En 1927 Snouck Hurgronje, depuis 20 ans professeur d’arabe (et de culture islamique) à l’université de Leiden, reçoit pour son départ à la retraite à 70 ans, une somme de 25.000 florins qu’il utilise pour créer l’Institut Oriental (Stichting Oostersch Instituut) pour l’étude de l’Islam et de l’Orient sémitique et indonésien et pour encourager la collaboration entre les organisations qui travaillent dans ce domaine (ZemZem, Tijdschrift over het Midden-Oosten, Noord-Afrika en islam 15 december 2010). »

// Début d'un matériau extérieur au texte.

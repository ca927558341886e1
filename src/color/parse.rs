// SPDX-License-Identifier: PMPL-1.0-or-later
// SPDX-FileCopyrightText: 2025 Jonathan D.A. Jewell
//! Color literal normalization

use super::{ColorValue, Rgb, SourceFormat};

/// Named colors recognized by the engine, with their CSS sRGB values
pub const NAMED_COLORS: &[(&str, &str)] = &[
    ("white", "#FFFFFF"),
    ("black", "#000000"),
    ("gray", "#808080"),
    ("grey", "#808080"),
    ("red", "#FF0000"),
    ("blue", "#0000FF"),
    ("green", "#008000"),
    ("yellow", "#FFFF00"),
    ("orange", "#FFA500"),
    ("purple", "#800080"),
    ("pink", "#FFC0CB"),
    ("brown", "#A52A2A"),
];

/// Look up a named color (case-insensitive)
pub fn named_hex(name: &str) -> Option<&'static str> {
    NAMED_COLORS
        .iter()
        .find(|(n, _)| n.eq_ignore_ascii_case(name))
        .map(|(_, hex)| *hex)
}

/// Normalize a color literal.
///
/// Accepts `#rgb`, `#rrggbb` (the `#` is optional), `rgb()`/`rgba()` with
/// integer channels, `hsl()`/`hsla()`, `var(--name)` and the fixed named set.
/// Whitespace is ignored. Returns `None` when the literal is not a color.
pub fn normalize(literal: &str) -> Option<ColorValue> {
    let compact: String = literal
        .chars()
        .filter(|c| !c.is_whitespace())
        .collect::<String>()
        .to_ascii_lowercase();

    if compact.is_empty() {
        return None;
    }

    if let Some(digits) = compact.strip_prefix('#') {
        return parse_hex(digits);
    }
    if compact.starts_with("rgb") {
        return parse_rgb(&compact);
    }
    if compact.starts_with("hsl") {
        return parse_hsl(&compact);
    }
    if compact.starts_with("var(") {
        return parse_var(&compact);
    }
    if let Some(hex) = named_hex(&compact) {
        let rgb = ColorValue::parse(hex)?.rgb()?;
        return Some(ColorValue::from_rgb(rgb, SourceFormat::Named));
    }

    parse_hex(&compact)
}

fn parse_hex(digits: &str) -> Option<ColorValue> {
    if !digits.chars().all(|c| c.is_ascii_hexdigit()) {
        return None;
    }
    let expanded = match digits.len() {
        3 => digits.chars().flat_map(|c| [c, c]).collect::<String>(),
        6 => digits.to_string(),
        _ => return None,
    };
    Some(ColorValue::from_normalized(
        format!("#{}", expanded.to_ascii_uppercase()),
        SourceFormat::Hex,
    ))
}

fn function_args<'a>(compact: &'a str, names: &[&str]) -> Option<Vec<&'a str>> {
    let inner = names
        .iter()
        .find_map(|name| compact.strip_prefix(*name)?.strip_prefix('('))?
        .strip_suffix(')')?;
    Some(inner.split(',').collect())
}

fn parse_rgb(compact: &str) -> Option<ColorValue> {
    let args = function_args(compact, &["rgba", "rgb"])?;
    if args.len() != 3 && args.len() != 4 {
        return None;
    }
    let r: u8 = args[0].parse().ok()?;
    let g: u8 = args[1].parse().ok()?;
    let b: u8 = args[2].parse().ok()?;
    Some(ColorValue::from_rgb(Rgb::new(r, g, b), SourceFormat::Rgb))
}

fn parse_hsl(compact: &str) -> Option<ColorValue> {
    let args = function_args(compact, &["hsla", "hsl"])?;
    if args.len() != 3 && args.len() != 4 {
        return None;
    }
    let hue = args[0].strip_suffix("deg").unwrap_or(args[0]);
    hue.parse::<f64>().ok()?;
    for pct in &args[1..3] {
        pct.strip_suffix('%')?.parse::<f64>().ok()?;
    }
    Some(ColorValue::from_normalized(compact.to_string(), SourceFormat::Hsl))
}

fn parse_var(compact: &str) -> Option<ColorValue> {
    let inner = compact.strip_prefix("var(")?.strip_suffix(')')?;
    let name = inner.split(',').next()?;
    if !name.starts_with("--") || name.len() <= 2 {
        return None;
    }
    Some(ColorValue::from_normalized(compact.to_string(), SourceFormat::CssVariable))
}

#[cfg(test)]
mod tests {
    use super::*;

    #[test]
    fn test_short_and_long_hex_equal() {
        assert_eq!(normalize("#ABC"), normalize("#AABBCC"));
        assert_eq!(normalize("#abc").unwrap().as_str(), "#AABBCC");
    }

    #[test]
    fn test_hex_without_hash() {
        assert_eq!(normalize("fff").unwrap().as_str(), "#FFFFFF");
        assert_eq!(normalize("1e3a8a").unwrap().as_str(), "#1E3A8A");
    }

    #[test]
    fn test_invalid_hex() {
        assert!(normalize("#ffff").is_none());
        assert!(normalize("#ggg").is_none());
        assert!(normalize("#").is_none());
    }

    #[test]
    fn test_rgb_reencoded_alpha_ignored() {
        assert_eq!(normalize("rgb(255, 0, 0)").unwrap().as_str(), "#FF0000");
        assert_eq!(normalize("rgba(0, 128, 0, 0.5)").unwrap().as_str(), "#008000");
        assert_eq!(normalize("RGB( 15 , 23 , 42 )").unwrap().as_str(), "#0F172A");
    }

    #[test]
    fn test_rgb_out_of_range_is_not_a_color() {
        assert!(normalize("rgb(256, 0, 0)").is_none());
        assert!(normalize("rgb(0, 0)").is_none());
        assert!(normalize("rgb(1.5, 0, 0)").is_none());
    }

    #[test]
    fn test_named() {
        let white = normalize("White").unwrap();
        assert_eq!(white.as_str(), "#FFFFFF");
        assert_eq!(white.source_format(), SourceFormat::Named);
        assert_eq!(normalize("grey"), normalize("gray"));
        assert!(normalize("rebeccapurple").is_none());
        assert!(normalize("inherit").is_none());
    }

    #[test]
    fn test_hsl_preserved_unresolved() {
        let hsl = normalize("hsl(210, 50%, 40%)").unwrap();
        assert_eq!(hsl.as_str(), "hsl(210,50%,40%)");
        assert_eq!(hsl.source_format(), SourceFormat::Hsl);
        assert!(!hsl.is_resolvable());
        assert!(normalize("hsl(210, 50, 40)").is_none());
    }

    #[test]
    fn test_var_reference() {
        let v = normalize("var(--color-trust-800)").unwrap();
        assert_eq!(v.source_format(), SourceFormat::CssVariable);
        assert!(!v.is_resolvable());
        assert!(normalize("var(color)").is_none());
    }

    #[test]
    fn test_normalize_idempotent() {
        let literals = [
            "#abc",
            "#A1B2C3",
            "fff",
            "rgb(10, 20, 30)",
            "rgba(10,20,30,0.4)",
            "hsla(120, 100%, 25%, 0.3)",
            "var(--color-sand-50, #fff)",
            "Brown",
        ];
        for literal in literals {
            let once = normalize(literal).unwrap();
            let twice = normalize(once.as_str()).unwrap();
            assert_eq!(once, twice, "{}", literal);
            assert_eq!(once.as_str(), twice.as_str());
        }
    }

    #[test]
    fn test_unrecognized() {
        assert!(normalize("").is_none());
        assert!(normalize("transparent").is_none());
        assert!(normalize("currentColor").is_none());
    }
}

Une Française titulaire de la Chaire d’études orientales ?
- Ayant vécu et travaillé plusieurs années à Jérusalem, vous avez accumulé un savoir et développé un savoir-faire de chercheur scientifique. Vous avez rencontré des gens, analysé les tensions, vous vous êtes battue pour obtenir des fonds pour préserver et réaliser le sauvetage des archives que vous aviez découvertes. Vous avez vu l’intérêt de la photographie pour comprendre la vie et étayer le récit historique.
Karène : « Oui j’ai une fine connaissance du terrain, des dynamiques spatiales et interculturelles, des communautés et de leur histoire, des archives mais aussi des langues parlées au Moyen-Orient, l’arabe et l’hébreu. J’ai une grande facilité à m’adapter à un contexte culturel, à changer de référent linguistique et culturel.
Ce qu’il m’intéresse de comprendre, ce sont les croisements, les interfaces, les différences de perception et les effets des tensions. Grâce à une sensibilité aux trajectoires humaines des gens, dans la discrétion et l’ouverture, le respect pour la diversité et aussi grâce à ma connaissance des langues modernes et anciennes, j’ai acquis une connaissance du Moyen-Orient et des dynamiques implicites qui animent les réalités complexes et que l’on simplifie malheureusement bien trop souvent.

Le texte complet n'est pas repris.